Friday, March 21, 2008

Mrs Bill Clinton Finds Out That "Teen Talk Barbie" Was Right

Math class IS tough...on any chance for Hillary to win the Democratic nomination.

Despite the collapse of Sen. Obama as a potential winner in November, he will absolutely beat her in the pledged (read "elected") delegate count at the end of the primary season. There was a very slim chance Mrs. Clinton could catch him if Michigan and Florida held a second primary, but now that the re-vote option is dead (as I told you weeks ago), Sen. Obama has a lock on the pledged delegates.

So now Hillary supporters are putting all their eggs in the "popular vote" basket. The theory is that, if Democrats realize just how damaged and polarizing Sen. Obama has become, they will seize on the popular vote issue as a way to escape the all-but-certain defeat an Obama nomination would bring.

But they have forgotten Graham's First Rule Of Politics: You can't beat the math. provides the numbers:

A high, rough estimate of all the remaining [Democratic primary] states then would leave between 5 million and 6 million popular votes on the table.

For Clinton to pick up her lead in the popular vote with 6 million ballots cast, she’d need a 12 percent margin across the states — that’s a 56 percent to 44 percent average win.
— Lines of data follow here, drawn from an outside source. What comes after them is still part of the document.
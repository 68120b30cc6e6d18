//! View/projection math and the camera uniform uploaded each frame.
//!
//! The camera itself lives on the [`crate::data_structures::Stage`] as a
//! position and a view direction; this module only turns that pair plus the
//! surface extent into the matrices the shaders consume.

use std::f32::consts::FRAC_PI_2;

use cgmath::{Matrix4, Point3, Rad, Vector3, perspective};

/// wgpu clip space has z in 0..1 while cgmath produces OpenGL's -1..1.
#[rustfmt::skip]
pub const OPENGL_TO_WGPU_MATRIX: Matrix4<f32> = Matrix4::new(
    1.0, 0.0, 0.0, 0.0,
    0.0, 1.0, 0.0, 0.0,
    0.0, 0.0, 0.5, 0.0,
    0.0, 0.0, 0.5, 1.0,
);

/// Right-handed look-at from a position and a (not necessarily normalized)
/// view direction, with world up on the y axis.
pub fn view_matrix(cam_pos: Vector3<f32>, cam_dir: Vector3<f32>) -> Matrix4<f32> {
    let eye = Point3::new(cam_pos.x, cam_pos.y, cam_pos.z);
    let target = Point3::new(
        cam_pos.x + cam_dir.x,
        cam_pos.y + cam_dir.y,
        cam_pos.z + cam_dir.z,
    );
    Matrix4::look_at_rh(eye, target, Vector3::unit_y())
}

/// Perspective projection for the given surface extent, already shifted into
/// wgpu clip space. A degenerate extent falls back to a square aspect so the
/// matrix stays finite.
pub fn proj_matrix(width: u32, height: u32) -> Matrix4<f32> {
    let aspect = width.max(1) as f32 / height.max(1) as f32;
    OPENGL_TO_WGPU_MATRIX * perspective(Rad(FRAC_PI_2), aspect, 0.5, 2000.0)
}

/// Per-frame camera data as the shaders see it.
#[repr(C)]
#[derive(Debug, Copy, Clone, bytemuck::Pod, bytemuck::Zeroable)]
pub struct CameraUniform {
    view_proj: [[f32; 4]; 4],
    cam_pos: [f32; 4],
    cam_dir: [f32; 4],
}

impl CameraUniform {
    pub fn new(cam_pos: Vector3<f32>, cam_dir: Vector3<f32>, width: u32, height: u32) -> Self {
        let view_proj = proj_matrix(width, height) * view_matrix(cam_pos, cam_dir);
        Self {
            view_proj: view_proj.into(),
            cam_pos: [cam_pos.x, cam_pos.y, cam_pos.z, 1.0],
            cam_dir: [cam_dir.x, cam_dir.y, cam_dir.z, 0.0],
        }
    }
}

impl Default for CameraUniform {
    fn default() -> Self {
        Self::new(Vector3::new(0.0, 0.0, 0.0), Vector3::new(0.0, 0.0, -1.0), 1, 1)
    }
}

#[cfg(test)]
mod tests {
    use super::*;
    use cgmath::Vector4;

    #[test]
    fn point_in_front_of_camera_lands_inside_clip_space() {
        let uniform = CameraUniform::new(
            Vector3::new(0.0, 0.0, 5.0),
            Vector3::new(0.0, 0.0, -1.0),
            640,
            480,
        );
        let view_proj: Matrix4<f32> = uniform.view_proj.into();
        let clip = view_proj * Vector4::new(0.0, 0.0, 0.0, 1.0);
        let ndc = clip / clip.w;
        assert!(ndc.x.abs() < 1.0 && ndc.y.abs() < 1.0);
        assert!(ndc.z > 0.0 && ndc.z < 1.0);
    }

    #[test]
    fn zero_extent_does_not_poison_the_matrix() {
        let matrix = proj_matrix(0, 0);
        let column: [f32; 4] = matrix.x.into();
        assert!(column.iter().all(|v| v.is_finite()));
    }

    #[test]
    fn uniform_layout_is_tightly_packed() {
        assert_eq!(std::mem::size_of::<CameraUniform>(), 96);
    }
}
With 5 million ballots, she would need a 14 percent margin — that’s a 57 percent to 43 percent overall victory, including expected defeats in states counting for well over 1 million votes.

Removing North Carolina and Oregon from the list [where Obama is expected to win], Clinton’s wins would likely have to tally well over 60 percent of the vote.

So far, however, Clinton has broken 56 percent in just four states, including her home state of New York.

It ain't gonna happen. Sen. Obama has won the Democratic primary. The only way he's not on the top of the ticket in November is for the superdelegates to take it away from him.

Ain't. Gonna. Happen.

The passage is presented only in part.